Gaby Maier is an Assistant Professor in Cooperative Extension at UC Davis. She conducts research at Sierra Foothill REC.
What led you to become a veterinarian?
I am from Germany and my uncle was a rural veterinarian there. When, as a kid, I spent a vacation at my uncle’s house, my first night there I saw him assist with a cow dystocia and was absolutely fascinated. He was my inspiration, but it took me a while to get around to fulfilling my dream of becoming a veterinarian. I have always been interested in where our food comes from and how to improve livestock agriculture while also protecting animal and human health. I’m also a bit of a nerd, so I love working with data and doing research. I have found a great niche in what I’m doing at UC Davis where I can combine all those passions.
What brought your work to Sierra Foothill REC?
SFREC is the best place for me to work on research projects involving grazing cattle. It is within easy reach of the UC Davis campus, and the facilities and setup are perfect for my needs. Working with grazing beef cattle can be challenging because they are not as easily accessible as dairy cattle that can be caught in head catches while they eat. There are usually only a few times per year when cattle in a commercial beef herd are handled, and that can make it tough to enroll those herds in studies when you need to collect more than one data point per animal. The main priority for the herd at SFREC is to support research needs. And while all research protocols have to be approved by the Institutional Animal Care and Use Committee to ensure ethical conduct of animal research, working with cattle at SFREC is a lot more flexible than what could be expected elsewhere.

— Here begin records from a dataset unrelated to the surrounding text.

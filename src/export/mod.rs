//! Export of solved policies for external analysis.
//!
//! Currently supports CSV export of Win/Draw/Lose classified policies.

mod policy_csv;

pub use policy_csv::{PolicyCsvExporter, PolicyCsvRecord};
//! Topology command - Tally line signatures over a classified policy

use std::path::PathBuf;

use anyhow::Result;
use clap::Parser;

use super::parse_initial;
use crate::{
    adapters::{load_file, load_policy_file},
    cli::output::{format_number, print_kv, print_section, print_subsection},
    induction::Rule,
    policy::{MoveClassification, OutcomeCategory, Policy},
    solver::{SolverConfig, solve_classified},
    topology::{Signature, StoneContext, summarize_rules, tally},
};

#[derive(Parser, Debug)]
#[command(about = "Tally line signatures over a Win/Draw/Lose policy")]
pub struct TopologyArgs {
    /// Classified policy file (JSON or MessagePack); solved when omitted
    #[arg(long, conflicts_with_all = ["initial", "symmetry"])]
    pub policy: Option<PathBuf>,

    /// Board to solve from when no policy file is given
    #[arg(long)]
    pub initial: Option<String>,

    /// Reduce the solver's memo table under board symmetries
    #[arg(long)]
    pub symmetry: bool,

    /// Also summarize a rule list written by `pipeline --rules-out`
    #[arg(long)]
    pub rules: Option<PathBuf>,
}

pub fn execute(args: TopologyArgs) -> Result<()> {
    let policy: Policy<MoveClassification> = match &args.policy {
        Some(path) => load_policy_file(path)?,
        None => solve_classified(
            &parse_initial(args.initial.as_deref())?,
            &SolverConfig {
                symmetry: args.symmetry,
            },
        )?,
    };

    let result = tally(&policy);

    print_section("Topology Tally");
    print_kv("States", &format_number(policy.len()));
    print_kv("Categories counted", &format_number(result.states()));

    for context in [StoneContext::Mover, StoneContext::Opponent] {
        for category in OutcomeCategory::ALL {
            let total = result.total(context, category);
            print_subsection(&format!(
                "{category} moves, {context} stone pairs ({})",
                format_number(total)
            ));
            for signature in Signature::ALL {
                let count = result.count(context, category, signature);
                if count > 0 {
                    print_kv(signature.as_str(), &format_number(count));
                }
            }
        }
    }

    if let Some(path) = &args.rules {
        let rules: Vec<Rule> = load_file(path)?;
        print_section("Rule Topology");
        for (signature, count) in summarize_rules(&rules)? {
            print_kv(signature.as_str(), &format_number(count));
        }
    }

    Ok(())
}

What do you hope to learn from your research at Sierra Foothill REC?
I am involved in multiple studies at SFREC. For example, we concluded a study that evaluated the use of eye patches for the treatment of an infectious ocular disease in cattle called pinkeye. Many ranchers patch affected eyes, usually with old denim, but no data was available on whether this treatment actually makes a difference. We found that patched eyes do heal faster and the ulcer that develops in affected eyes shrinks more quickly.
We are also comparing the use of different deworming regimens in young calves and their effect on weight gain and parasite load. Resistance of intestinal parasites to commonly used dewormers is becoming more and more of an issue in all livestock species. We typically think of the southeastern US with high humidity as a place where parasites can become a problem, but evaluating whether we see any indication of this trend locally will be important to be able to take any timely corrective actions.
Finally, we are studying the use of a feed additive, monensin, to determine the best dose of this compound in a mineral mix delivered to growing steers on pasture to maximize production. Monensin has many uses, and one of its benefits is to change the rumen flora to a more energy-efficient profile while also reducing methane production. We are in our third year of data collection for this project to account for varying pasture conditions due to the fluctuations in precipitation we experience in California.
By the way, when I say “we” it’s not the royal we; I have a lot of support for all those projects from collaborators and students without whom none of it would be possible.
What is your favorite part about conducting your research at Sierra Foothill REC?
Hands down, it’s the staff at SFREC I have been working with. I couldn’t wish for a more dedicated group to support our projects. They always go the extra mile, they understand the importance of collecting good data, they are absolutely invested in providing the best animal care, and most importantly, they are fun to work with. Apart from that, it’s a beautiful place in the Sierra foothills (hence the name), the facilities are good, and it’s always great to get out of the office.
What is your favorite animal and why?
Of course, I have to say it’s cows. They are just amazing – they provide us with so much: milk, cheese, many other dairy products, meat, leather, products used in research like fetal calf serum for cell culture. Their physiology is amazing, a dairy cow can make over 100 lbs of milk a day, and they convert cellulose into energy, which we cannot. While there are a few mean and crazy cows out there, often they have a calm demeanor. During the pandemic, businesses started that charged for letting people hug a cow. While this may seem a bit funny, I can understand the comfort that it may have provided to those who paid for the service. Who wouldn’t want to hug a cow? Having said all this, I have a pet chicken, Gonzilla, that I also like a lot.